Go through the data below line by line and count those containing the word "than". Reply with the count only.

-------

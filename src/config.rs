//! Configuration types for PDF-to-HTML conversion.
//!
//! Every knob of a conversion run lives in [`ConversionConfig`], built via
//! its [`ConversionConfigBuilder`]. One struct can be shared across tasks,
//! logged with `{:?}`, and compared between runs.
//!
//! # Design choice: builder over constructor
//! The config has more than twenty fields. The builder lets callers set only
//! what they care about and rely on documented defaults for the rest.

use crate::error::Pdf2HtmlError;
use edgequake_llm::LLMProvider;
use serde::{Deserialize, Serialize};
use std::fmt;
use std::path::PathBuf;
use std::sync::Arc;
use std::time::Duration;

/// Configuration for a PDF-to-HTML conversion.
///
/// # Example
/// ```rust
/// use edgequake_pdf2html::ConversionConfig;
///
/// let config = ConversionConfig::builder()
///     .max_iterations(3)
///     .rate_limit_interval_ms(2_000)
///     .model("gemini-2.0-flash")
///     .build()
///     .unwrap();
/// assert_eq!(config.max_iterations, 3);
/// ```
#[derive(Clone)]
pub struct ConversionConfig {
    /// Rasterisation DPI. Range: 72–600. Default: 300.
    ///
    /// The reference image is what the generator copies and what the
    /// similarity check compares against, so it is rendered sharper than a
    /// transcription pipeline would need.
    pub dpi: u32,

    /// Cap on either raster dimension in pixels. Default: 4000.
    pub max_rendered_pixels: u32,

    /// Refinement passes per page after the initial generation. Default: 2.
    ///
    /// `0` means generate once and never refine.
    pub max_iterations: u32,

    /// Score recorded when similarity scoring fails, and the final score of a
    /// page with no recorded scores. Default: 7.0.
    pub default_score: f32,

    /// Minimum interval between any two generator calls, process-wide.
    /// Default: 5000 ms.
    pub rate_limit_interval_ms: u64,

    /// Hard timeout applied to every collaborator call. `0` disables it.
    /// Default: 180 s.
    pub api_timeout_secs: u64,

    /// Viewport cap used when capturing screenshots. Default: 1920 × 1080.
    pub max_viewport_width: u32,
    pub max_viewport_height: u32,

    /// How long the renderer lets the page settle before capturing. Default: 2000 ms.
    pub render_settle_ms: u64,

    /// Headless Chrome/Chromium binary. If None, well-known names are probed on `PATH`.
    pub browser_path: Option<PathBuf>,

    /// Launch the browser with `--no-sandbox`. Default: false.
    ///
    /// Chrome refuses to start its sandbox as root, so containers running
    /// as root need this.
    pub no_sandbox: bool,

    /// LLM model identifier, e.g. "gemini-2.0-flash", "gpt-4.1".
    pub model: Option<String>,

    /// LLM provider name (e.g. "gemini", "openai", "anthropic").
    /// If None along with `provider`, the provider is resolved from the environment.
    pub provider_name: Option<String>,

    /// Pre-constructed LLM provider. Takes precedence over `provider_name`.
    pub provider: Option<Arc<dyn LLMProvider>>,

    /// Sampling temperature. Default: 0.1.
    pub temperature: f32,

    /// Maximum tokens per generator response. Default: 16384.
    ///
    /// A standalone HTML page with inline CSS is far longer than the text it
    /// carries.
    pub max_tokens: usize,

    /// PDF user password for encrypted documents.
    pub password: Option<String>,

    /// Page selection. Default: all pages.
    pub pages: PageSelection,

    /// Rolling per-task event history kept by the broadcaster. Default: 50.
    pub history_capacity: usize,

    /// Time after completion or failure at which a task is evicted from the
    /// registry. Running tasks are never evicted. Default: 24 h.
    pub task_retention_secs: u64,

    /// Download timeout for URL inputs in seconds. Default: 120.
    pub download_timeout_secs: u64,

    /// Largest accepted upload body. Default: 50 MiB.
    pub max_upload_bytes: usize,
}

impl Default for ConversionConfig {
    fn default() -> Self {
        Self {
            dpi: 300,
            max_rendered_pixels: 4000,
            max_iterations: 2,
            default_score: 7.0,
            rate_limit_interval_ms: 5000,
            api_timeout_secs: 180,
            max_viewport_width: 1920,
            max_viewport_height: 1080,
            render_settle_ms: 2000,
            browser_path: None,
            no_sandbox: false,
            model: None,
            provider_name: None,
            provider: None,
            temperature: 0.1,
            max_tokens: 16384,
            password: None,
            pages: PageSelection::default(),
            history_capacity: 50,
            task_retention_secs: 24 * 60 * 60,
            download_timeout_secs: 120,
            max_upload_bytes: 50 * 1024 * 1024,
        }
    }
}

impl fmt::Debug for ConversionConfig {
    fn fmt(&self, f: &mut fmt::Formatter<'_>) -> fmt::Result {
        f.debug_struct("ConversionConfig")
            .field("dpi", &self.dpi)
            .field("max_rendered_pixels", &self.max_rendered_pixels)
            .field("max_iterations", &self.max_iterations)
            .field("default_score", &self.default_score)
            .field("rate_limit_interval_ms", &self.rate_limit_interval_ms)
            .field("api_timeout_secs", &self.api_timeout_secs)
            .field(
                "max_viewport",
                &(self.max_viewport_width, self.max_viewport_height),
            )
            .field("browser_path", &self.browser_path)
            .field("no_sandbox", &self.no_sandbox)
            .field("model", &self.model)
            .field("provider_name", &self.provider_name)
            .field("provider", &self.provider.as_ref().map(|_| "<dyn LLMProvider>"))
            .field("temperature", &self.temperature)
            .field("max_tokens", &self.max_tokens)
            .field("pages", &self.pages)
            .field("history_capacity", &self.history_capacity)
            .field("task_retention_secs", &self.task_retention_secs)
            .finish()
    }
}

impl ConversionConfig {
    /// Create a new builder for `ConversionConfig`.
    pub fn builder() -> ConversionConfigBuilder {
        ConversionConfigBuilder {
            config: Self::default(),
        }
    }

    /// Per-call timeout, or `None` when disabled.
    pub fn api_timeout(&self) -> Option<Duration> {
        (self.api_timeout_secs > 0).then(|| Duration::from_secs(self.api_timeout_secs))
    }

    pub fn rate_limit_interval(&self) -> Duration {
        Duration::from_millis(self.rate_limit_interval_ms)
    }

    pub fn task_retention(&self) -> Duration {
        Duration::from_secs(self.task_retention_secs)
    }
}

/// Builder for [`ConversionConfig`].
#[derive(Debug)]
pub struct ConversionConfigBuilder {
    config: ConversionConfig,
}

impl ConversionConfigBuilder {
    pub fn dpi(mut self, dpi: u32) -> Self {
        self.config.dpi = dpi.clamp(72, 600);
        self
    }

    pub fn max_rendered_pixels(mut self, px: u32) -> Self {
        self.config.max_rendered_pixels = px.max(100);
        self
    }

    pub fn max_iterations(mut self, n: u32) -> Self {
        self.config.max_iterations = n;
        self
    }

    pub fn default_score(mut self, score: f32) -> Self {
        self.config.default_score = score.clamp(0.0, 10.0);
        self
    }

    pub fn rate_limit_interval_ms(mut self, ms: u64) -> Self {
        self.config.rate_limit_interval_ms = ms;
        self
    }

    pub fn api_timeout_secs(mut self, secs: u64) -> Self {
        self.config.api_timeout_secs = secs;
        self
    }

    pub fn max_viewport(mut self, width: u32, height: u32) -> Self {
        self.config.max_viewport_width = width;
        self.config.max_viewport_height = height;
        self
    }

    pub fn render_settle_ms(mut self, ms: u64) -> Self {
        self.config.render_settle_ms = ms;
        self
    }

    pub fn browser_path(mut self, path: impl Into<PathBuf>) -> Self {
        self.config.browser_path = Some(path.into());
        self
    }

    pub fn no_sandbox(mut self, enabled: bool) -> Self {
        self.config.no_sandbox = enabled;
        self
    }

    pub fn model(mut self, model: impl Into<String>) -> Self {
        self.config.model = Some(model.into());
        self
    }

    pub fn provider_name(mut self, name: impl Into<String>) -> Self {
        self.config.provider_name = Some(name.into());
        self
    }

    pub fn provider(mut self, provider: Arc<dyn LLMProvider>) -> Self {
        self.config.provider = Some(provider);
        self
    }

    pub fn temperature(mut self, t: f32) -> Self {
        self.config.temperature = t.clamp(0.0, 2.0);
        self
    }

    pub fn max_tokens(mut self, n: usize) -> Self {
        self.config.max_tokens = n;
        self
    }

    pub fn password(mut self, pwd: impl Into<String>) -> Self {
        self.config.password = Some(pwd.into());
        self
    }

    pub fn pages(mut self, selection: PageSelection) -> Self {
        self.config.pages = selection;
        self
    }

    pub fn history_capacity(mut self, n: usize) -> Self {
        self.config.history_capacity = n;
        self
    }

    pub fn task_retention_secs(mut self, secs: u64) -> Self {
        self.config.task_retention_secs = secs;
        self
    }

    pub fn download_timeout_secs(mut self, secs: u64) -> Self {
        self.config.download_timeout_secs = secs;
        self
    }

    pub fn max_upload_bytes(mut self, n: usize) -> Self {
        self.config.max_upload_bytes = n;
        self
    }

    /// Build the configuration, validating constraints.
    pub fn build(self) -> Result<ConversionConfig, Pdf2HtmlError> {
        let c = &self.config;
        if c.dpi < 72 || c.dpi > 600 {
            return Err(Pdf2HtmlError::InvalidConfig(format!(
                "DPI must be 72–600, got {}",
                c.dpi
            )));
        }
        if c.max_viewport_width == 0 || c.max_viewport_height == 0 {
            return Err(Pdf2HtmlError::InvalidConfig(
                "Viewport cap must be non-zero in both dimensions".into(),
            ));
        }
        if c.history_capacity == 0 {
            return Err(Pdf2HtmlError::InvalidConfig(
                "Event history capacity must be ≥ 1".into(),
            ));
        }
        if c.max_tokens == 0 {
            return Err(Pdf2HtmlError::InvalidConfig("max_tokens must be ≥ 1".into()));
        }
        Ok(self.config)
    }
}

// ── Page selection ───────────────────────────────────────────────────────

/// Specifies which pages of the PDF to convert.
#[derive(Debug, Clone, Default, PartialEq, Eq, Serialize, Deserialize)]
pub enum PageSelection {
    /// Convert all pages (default).
    #[default]
    All,
    /// Convert a single page (1-indexed).
    Single(usize),
    /// Convert a contiguous range of pages (1-indexed, inclusive).
    Range(usize, usize),
    /// Convert specific pages (1-indexed, deduplicated).
    Set(Vec<usize>),
}

impl PageSelection {
    /// Expand the selection into a sorted, deduplicated list of 0-indexed page numbers.
    pub fn to_indices(&self, total_pages: usize) -> Vec<usize> {
        let mut indices: Vec<usize> = match self {
            PageSelection::All => (0..total_pages).collect(),
            PageSelection::Single(p) => {
                if *p >= 1 && *p <= total_pages {
                    vec![p - 1]
                } else {
                    vec![]
                }
            }
            PageSelection::Range(start, end) => {
                let s = (*start).max(1) - 1;
                let e = (*end).min(total_pages);
                (s..e).collect()
            }
            PageSelection::Set(pages) => pages
                .iter()
                .filter(|&&p| p >= 1 && p <= total_pages)
                .map(|p| p - 1)
                .collect(),
        };
        indices.sort_unstable();
        indices.dedup();
        indices
    }
}

impl std::str::FromStr for PageSelection {
    type Err = Pdf2HtmlError;

    /// Parse `all`, `5`, `3-15` or `1,3,5`.
    fn from_str(s: &str) -> Result<Self, Self::Err> {
        let s = s.trim().to_lowercase();
        let bad = |detail: String| Pdf2HtmlError::InvalidConfig(format!("pages: {detail}"));
        let page = |p: &str| -> Result<usize, Pdf2HtmlError> {
            match p.trim().parse::<usize>() {
                Ok(0) => Err(bad("pages are 1-indexed, minimum is 1".into())),
                Ok(n) => Ok(n),
                Err(_) => Err(bad(format!("invalid page number '{}'", p.trim()))),
            }
        };

        if s == "all" {
            return Ok(PageSelection::All);
        }
        if let Some((start, end)) = s.split_once('-') {
            let (start, end) = (page(start)?, page(end)?);
            if start > end {
                return Err(bad(format!("range {start}-{end}: start must be <= end")));
            }
            return Ok(PageSelection::Range(start, end));
        }
        if s.contains(',') {
            let pages = s.split(',').map(page).collect::<Result<Vec<_>, _>>()?;
            return Ok(PageSelection::Set(pages));
        }
        Ok(PageSelection::Single(page(&s)?))
    }
}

-------

# Your response
3